In [51]:
import torch
import torch.nn as nn
import torch.optim as optim
from torch.utils.data import Dataset, DataLoader
from collections import defaultdict
import numpy as np
import stanza

In [52]:
def extract_text(path):
    with open(path, "r") as f:
        train = f.read().split("\n\n")
        train = [x.split("\n") for x in train]

    sentences = []
    labels = []

    for i in range(len(train)):
        sentence = train[i][0].split(" ")
        label = train[i][1].split(" ")
        if len(sentence) == len(label):
            sentences.append(sentence)
            labels.append(label)
    
    return sentences, labels

In [53]:
# Initialize Stanza NLP pipeline
nlp = stanza.Pipeline('id', processors='tokenize,pos')

# Data Sample
sentences, labels = extract_text("TAGGED REVISI DIKIT.txt")

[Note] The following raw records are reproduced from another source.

//! Core [`Component`] trait and type identity.
//!
//! The framework is generic without reflection: every component type
//! declares itself once by implementing [`Component`], and every generic
//! operation bounds its type parameter by the trait. The capability check
//! is therefore a compile-time guarantee — there is no runtime "is this a
//! component?" error path.
//!
//! Runtime identity for type-erased storage and signal binding comes from
//! [`ComponentTypeId`], a hash of the component's string name.

/// A unique identifier for a component type, derived from its string name
/// using the FNV-1a 64-bit hash algorithm.
///
/// The ID is deterministic: the same name always produces the same ID, so
/// identity does not depend on declaration or registration order.
#[derive(Debug, Clone, Copy, PartialEq, Eq, Hash, PartialOrd, Ord)]
pub struct ComponentTypeId(pub u64);

impl ComponentTypeId {
    /// FNV-1a 64-bit offset basis.
    const FNV_OFFSET_BASIS: u64 = 0xcbf2_9ce4_8422_2325;

    /// FNV-1a 64-bit prime.
    const FNV_PRIME: u64 = 0x0100_0000_01b3;

    /// Compute the [`ComponentTypeId`] from a component's string name.
    ///
    /// # Algorithm (FNV-1a 64-bit)
    ///
    /// ```text
    /// hash = 0xcbf29ce484222325          (offset basis)
    /// for each byte in name.as_bytes():
    ///     hash = hash XOR byte
    ///     hash = hash * 0x00000100000001b3  (prime)
    /// return hash
    /// ```
    #[must_use]
    pub const fn from_name(name: &str) -> Self {
        let bytes = name.as_bytes();
        let mut hash = Self::FNV_OFFSET_BASIS;
        let mut i = 0;
        while i < bytes.len() {
            hash ^= bytes[i] as u64;
            hash = hash.wrapping_mul(Self::FNV_PRIME);
            i += 1;
        }
        Self(hash)
    }

    /// Compute the [`ComponentTypeId`] for a component type `C`.
    #[must_use]
    pub fn of<C: Component>() -> Self {
        Self::from_name(C::type_name())
    }
}

/// The component capability contract.
///
/// Any concrete type attached to an entity must implement this trait. A
/// component is exclusively owned by exactly one entity, and an entity
/// holds at most one instance per concrete component type — the store
/// enforces the latter on insertion.
///
/// # Examples
///
/// ```rust
/// use ecs_component::Component;
///
/// #[derive(Debug, Default)]
/// struct Health {
///     current: f32,
///     max: f32,
/// }
///
/// impl Component for Health {
///     fn type_name() -> &'static str { "Health" }
/// }
/// ```
pub trait Component: 'static {
    /// A human-readable name for this component type. Must be unique among
    /// the host's component types — it is the source of type identity.
    fn type_name() -> &'static str;

    /// Returns the [`ComponentTypeId`] for this component.
    ///
    /// The default implementation hashes [`Component::type_name()`] with
    /// FNV-1a 64-bit.
    fn component_type_id() -> ComponentTypeId
    where
        Self: Sized,
    {
        ComponentTypeId::from_name(Self::type_name())
    }
}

# Create Vocabulary for words, POS tags, and labels
word2idx = defaultdict(lambda: len(word2idx))
pos2idx = defaultdict(lambda: len(pos2idx))
label2idx = defaultdict(lambda: len(label2idx))

# Add special tokens
word2idx["<PAD>"] = 0
pos2idx["<PAD>"] = 0
label2idx["O"] = 0

2024-11-27 22:54:26 INFO: Checking for updates to resources.json in case models have been updated.  Note: this behavior can be turned off with download_method=None or download_method=DownloadMethod.REUSE_RESOURCES


Downloading https://raw.githubusercontent.com/stanfordnlp/stanza-resources/main/resources_1.9.0.json:   0%|   …

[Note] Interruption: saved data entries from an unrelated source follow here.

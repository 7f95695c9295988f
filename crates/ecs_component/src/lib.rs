//! # ecs_component
//!
//! The "E" and "C" of the framework — defines what a component is, how an
//! entity stores components without reflection, and the handle type the
//! registry tracks entities by.
//!
//! This crate provides:
//!
//! - [`Component`] trait — the capability contract all component types must
//!   satisfy.
//! - [`ComponentTypeId`] — explicit runtime type identity, derived from the
//!   component's string name.
//! - [`ComponentStore`] — per-entity type-erased storage with add/get/has/
//!   remove semantics.
//! - [`Entity`] trait and [`EntityHandle`] — the identity contract and the
//!   shared handle the registry keeps in its live-set.

pub mod component;
pub mod entity;
pub mod store;

pub use component::{Component, ComponentTypeId};
pub use entity::{Entity, EntityHandle};
pub use store::{ComponentStore, StoreError};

2024-11-27 22:54:26 INFO: Downloaded file to C:\Users\jonat\stanza_resources\resources.json
2024-11-27 22:54:26 INFO: Loading these models for language: id (Indonesian):
| Processor | Package    |
--------------------------
| tokenize  | gsd        |
| mwt       | gsd        |
| pos       | gsd_charlm |

2024-11-27 22:54:26 INFO: Using device: cuda
2024-11-27 22:54:26 INFO: Loading: tokenize
  checkpoint = torch.load(filename, lambda storage, loc: storage)
2024-11-27 22:54:26 INFO: Loading: mwt
  checkpoint = torch.load(filename, lambda storage, loc: storage)
2024-11-27 22:54:26 INFO: Loading: pos
  checkpoint = torch.load(filename, lambda storage, loc: storage)
  data = torch.load(self.filename, lambda storage, loc: storage)
  state = torch.load(filename, lambda storage, loc: storage)
2024-11-27 22:54:26 INFO: Done loading processors!


In [54]:

# Preprocess training data for initial vocabulary
def preprocess_training_data(sentences, labels):
    processed_data = []
    for sentence, sent_labels in zip(sentences, labels):
        # Use Stanza for POS tagging
        doc = nlp(" ".join(sentence))
        
        processed_words = []
        processed_pos = []
        processed_labels = []
        
        for sent in doc.sentences:
            for word in sent.words:
                processed_words.append(word.text)
                processed_pos.append(word.upos)
        
        # Match labels to processed words (assuming same order)
        processed_labels = sent_labels[:len(processed_words)]
        
        processed_data.append((processed_words, processed_pos, processed_labels))
        
        # Update vocabularies
        for word in processed_words:
            word2idx[word]
        for pos in processed_pos:
            pos2idx[pos]
        for label in processed_labels:
            label2idx[label]
    
    return processed_data

# Preprocess the initial training data
processed_training_data = preprocess_training_data(sentences, labels)

In [55]:
# Convert words, POS tags, and labels to indices
input_words = [[word2idx[word] for word in sentence[0]] for sentence in processed_training_data]
input_pos = [[pos2idx[pos] for pos in sentence[1]] for sentence in processed_training_data]
label_data = [[label2idx[label] for label in sentence[2]] for sentence in processed_training_data]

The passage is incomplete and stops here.